If the ``local_repo.yml`` is executed successfully without any package download failures, a ``Successful`` message is displayed as shown below:

.. image:: images/local_repo_success.png

10.6 InfiniBand Issues
----------------------

**Symptoms**

InfiniBand ports stuck in Initializing state after boot.

.. image:: images/troubleshooting_ib.png

**Cause**

The Open Subnet Manager (OpenSM) service is not running on the InfiniBand (IB) switch.

**Resolution**

1. Ensure that the Open Subnet Manager service is enabled and running on the InfiniBand switch.
2. After enabling OpenSM on the IB switch, do the following:
   * PXE boot all the IB NIC based nodes.
   * Run the following command on the host: ``ibstat``
   * Verify that the InfiniBand ports state transition to: ``State: Active``

10.7 System Recovery Issues
---------------------------

**Omnia containers not coming up after OIM reboot**

**Cause**

The Admin NIC on the OIM may have its autoconnect settings disabled (``autoconnect=no``), which stops it from reconnecting automatically after a reboot.

**Resolution**

Ensure that the Admin NIC on the OIM is configured with ``autoconnect=yes`` so it automatically reconnects after reboot. If you changed this configuration, reboot your OIM once to nullify any cache-related or stale configuration issues.

**PostgreSQL container deployment fails after cleanup**

**Cause**

Database initialization issues when existing data is present.

**Resolution**

* To reuse the existing PostgreSQL database data available at ``postgres_data_dir``, re-run ``prepare_oim.yml`` using the same PostgreSQL database credentials that you used in the previous deployment.
* To delete the existing PostgreSQL database data and create a new one, run the following commands:

.. code-block:: bash

   ansible-playbook utils/oim_cleanup.yml -e postgres_backup=false

The playbook deletes the PostgreSQL data at ``postgres_data_dir`` and the associated data and log files. After cleanup completes, re-run ``prepare_oim.yml`` to deploy a new ``postgres_container_name`` container.

10.8 Connectivity Issues
-----------------------

**local_repo.yml fails with connectivity errors**

**Cause**

The OIM was unable to reach a required online resource due to a network glitch.

**Resolution**

Verify all connectivity and re-run the playbook.

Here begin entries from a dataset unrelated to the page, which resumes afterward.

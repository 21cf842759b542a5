//! plausch-core – Gemeinsame Typen und Fehlertypen
//!
//! Dieses Crate stellt die fundamentalen Bausteine bereit, die von allen
//! anderen Plausch-Crates gemeinsam genutzt werden: ID-Newtypes und die
//! geschlossenen Art-Enums des Chat-Relays.

pub mod error;
pub mod types;

// Re-Exporte fuer bequemen Zugriff
pub use error::{PlauschError, Result};
pub use types::{
    AnrufModus, AnrufZustand, CallId, ConnectionId, NachrichtenArt, OnlineStatus, SignalArt,
};
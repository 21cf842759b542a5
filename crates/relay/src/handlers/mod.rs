//! Handler-Module des Relays
//!
//! Jeder Handler ist eine freie Funktion: Anfrage + Ausloeser-ID +
//! Zustand rein, optionale Direktantwort raus.

pub mod call_handler;
pub mod chat_handler;
pub mod join_handler;
pub mod webrtc_handler;
//! Server-Konfiguration
//!
//! Wird beim Start aus einer TOML-Datei geladen. Alle Felder haben
//! sinnvolle Standardwerte, sodass der Server ohne Konfigurationsdatei
//! lauffaehig ist.

use serde::{Deserialize, Serialize};
use std::time::Duration;

use plausch_core::PlauschError;
use plausch_relay::RelayConfig;

/// Vollstaendige Server-Konfiguration
#[derive(Debug, Clone, Serialize, Deserialize, Default)]
#[serde(default)]
pub struct ServerConfig {
    /// Allgemeine Server-Einstellungen
    pub server: ServerEinstellungen,
    /// Netzwerk-Einstellungen
    pub netzwerk: NetzwerkEinstellungen,
    /// Relay-Einstellungen (Log, Bereinigung, Keepalive)
    pub relay: RelayEinstellungen,
    /// Blob-Store-Einstellungen (Medien-Uploads)
    pub blob: BlobEinstellungen,
    /// Logging-Einstellungen
    pub logging: LoggingEinstellungen,
}

/// Allgemeine Server-Einstellungen
#[derive(Debug, Clone, Serialize, Deserialize)]
#[serde(default)]
pub struct ServerEinstellungen {
    /// Anzeigename des Servers
    pub name: String,
    /// Maximale Anzahl gleichzeitiger Clients
    pub max_clients: u32,
}

impl Default for ServerEinstellungen {
    fn default() -> Self {
        Self {
            name: "Plausch Server".into(),
            max_clients: 256,
        }
    }
}

/// Netzwerk-Einstellungen
#[derive(Debug, Clone, Serialize, Deserialize)]
#[serde(default)]
pub struct NetzwerkEinstellungen {
    /// Bind-Adresse fuer die TCP-Verbindung (Relay-Protokoll)
    pub bind_adresse: String,
    /// Port fuer die TCP-Verbindung
    pub tcp_port: u16,
}

impl Default for NetzwerkEinstellungen {
    fn default() -> Self {
        Self {
            bind_adresse: "0.0.0.0".into(),
            tcp_port: 3000,
        }
    }
}

/// Relay-Einstellungen
#[derive(Debug, Clone, Serialize, Deserialize)]
#[serde(default)]
pub struct RelayEinstellungen {
    /// Kapazitaet des Nachrichten-Logs
    pub nachrichten_kapazitaet: usize,
    /// Frist zwischen Trennung und Entfernung aus der Registry (Sekunden)
    pub bereinigungs_frist_sek: u64,
    /// Keepalive-Intervall in Sekunden
    pub keepalive_sek: u64,
    /// Timeout fuer inaktive Verbindungen in Sekunden
    pub verbindungs_timeout_sek: u64,
    /// Maximale Frame-Groesse in Bytes
    pub max_frame_groesse: usize,
}

impl Default for RelayEinstellungen {
    fn default() -> Self {
        Self {
            nachrichten_kapazitaet: 100,
            bereinigungs_frist_sek: 60,
            keepalive_sek: 30,
            verbindungs_timeout_sek: 90,
            max_frame_groesse: 1024 * 1024,
        }
    }
}

/// Blob-Store-Einstellungen
#[derive(Debug, Clone, Serialize, Deserialize)]
#[serde(default)]
pub struct BlobEinstellungen {
    /// Wurzelverzeichnis fuer Medien-Uploads
    pub upload_verzeichnis: String,
}

impl Default for BlobEinstellungen {
    fn default() -> Self {
        Self {
            upload_verzeichnis: "data/uploads".into(),
        }
    }
}

/// Logging-Einstellungen
#[derive(Debug, Clone, Serialize, Deserialize)]
#[serde(default)]
pub struct LoggingEinstellungen {
    /// Log-Level (trace, debug, info, warn, error)
    pub level: String,
    /// Ausgabeformat: "text" oder "json"
    pub format: String,
}

impl Default for LoggingEinstellungen {
    fn default() -> Self {
        Self {
            level: "info".into(),
            format: "text".into(),
        }
    }
}

impl ServerConfig {
    /// Laedt die Konfiguration aus einer TOML-Datei
    ///
    /// Fehlt die Datei, gelten die Standardwerte. Eine vorhandene aber
    /// ungueltige Datei ist ein harter Fehler.
    pub fn laden(pfad: &str) -> anyhow::Result<Self> {
        match std::fs::read_to_string(pfad) {
            Ok(inhalt) => {
                let config: ServerConfig = toml::from_str(&inhalt).map_err(|e| {
                    PlauschError::Konfiguration(format!("{}: {}", pfad, e))
                })?;
                Ok(config)
            }
            Err(e) if e.kind() == std::io::ErrorKind::NotFound => {
                tracing::debug!(pfad = %pfad, "Keine Konfigurationsdatei – Standardwerte");
                Ok(Self::default())
            }
            Err(e) => Err(e.into()),
        }
    }

    /// Gibt die TCP-Bind-Adresse als "host:port" zurueck
    pub fn tcp_bind_adresse(&self) -> String {
        format!("{}:{}", self.netzwerk.bind_adresse, self.netzwerk.tcp_port)
    }

    /// Baut die RelayConfig aus den Einstellungen
    pub fn relay_config(&self) -> RelayConfig {
        RelayConfig {
            server_name: self.server.name.clone(),
            max_clients: self.server.max_clients,
            nachrichten_kapazitaet: self.relay.nachrichten_kapazitaet,
            bereinigungs_frist: Duration::from_secs(self.relay.bereinigungs_frist_sek),
            keepalive_sek: self.relay.keepalive_sek,
            verbindungs_timeout_sek: self.relay.verbindungs_timeout_sek,
            max_frame_groesse: self.relay.max_frame_groesse,
        }
    }
}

**Software installation fails with checksum error**

**Cause**

A local repository for the software has not been configured by the ``local_repo.yml`` playbook.

**Resolution**

1. Re-run the ``local_repo.yml`` playbook with proper inputs to download the software package to the Pulp repository.
2. Once the local repository has been configured successfully, re-run the failed installation script.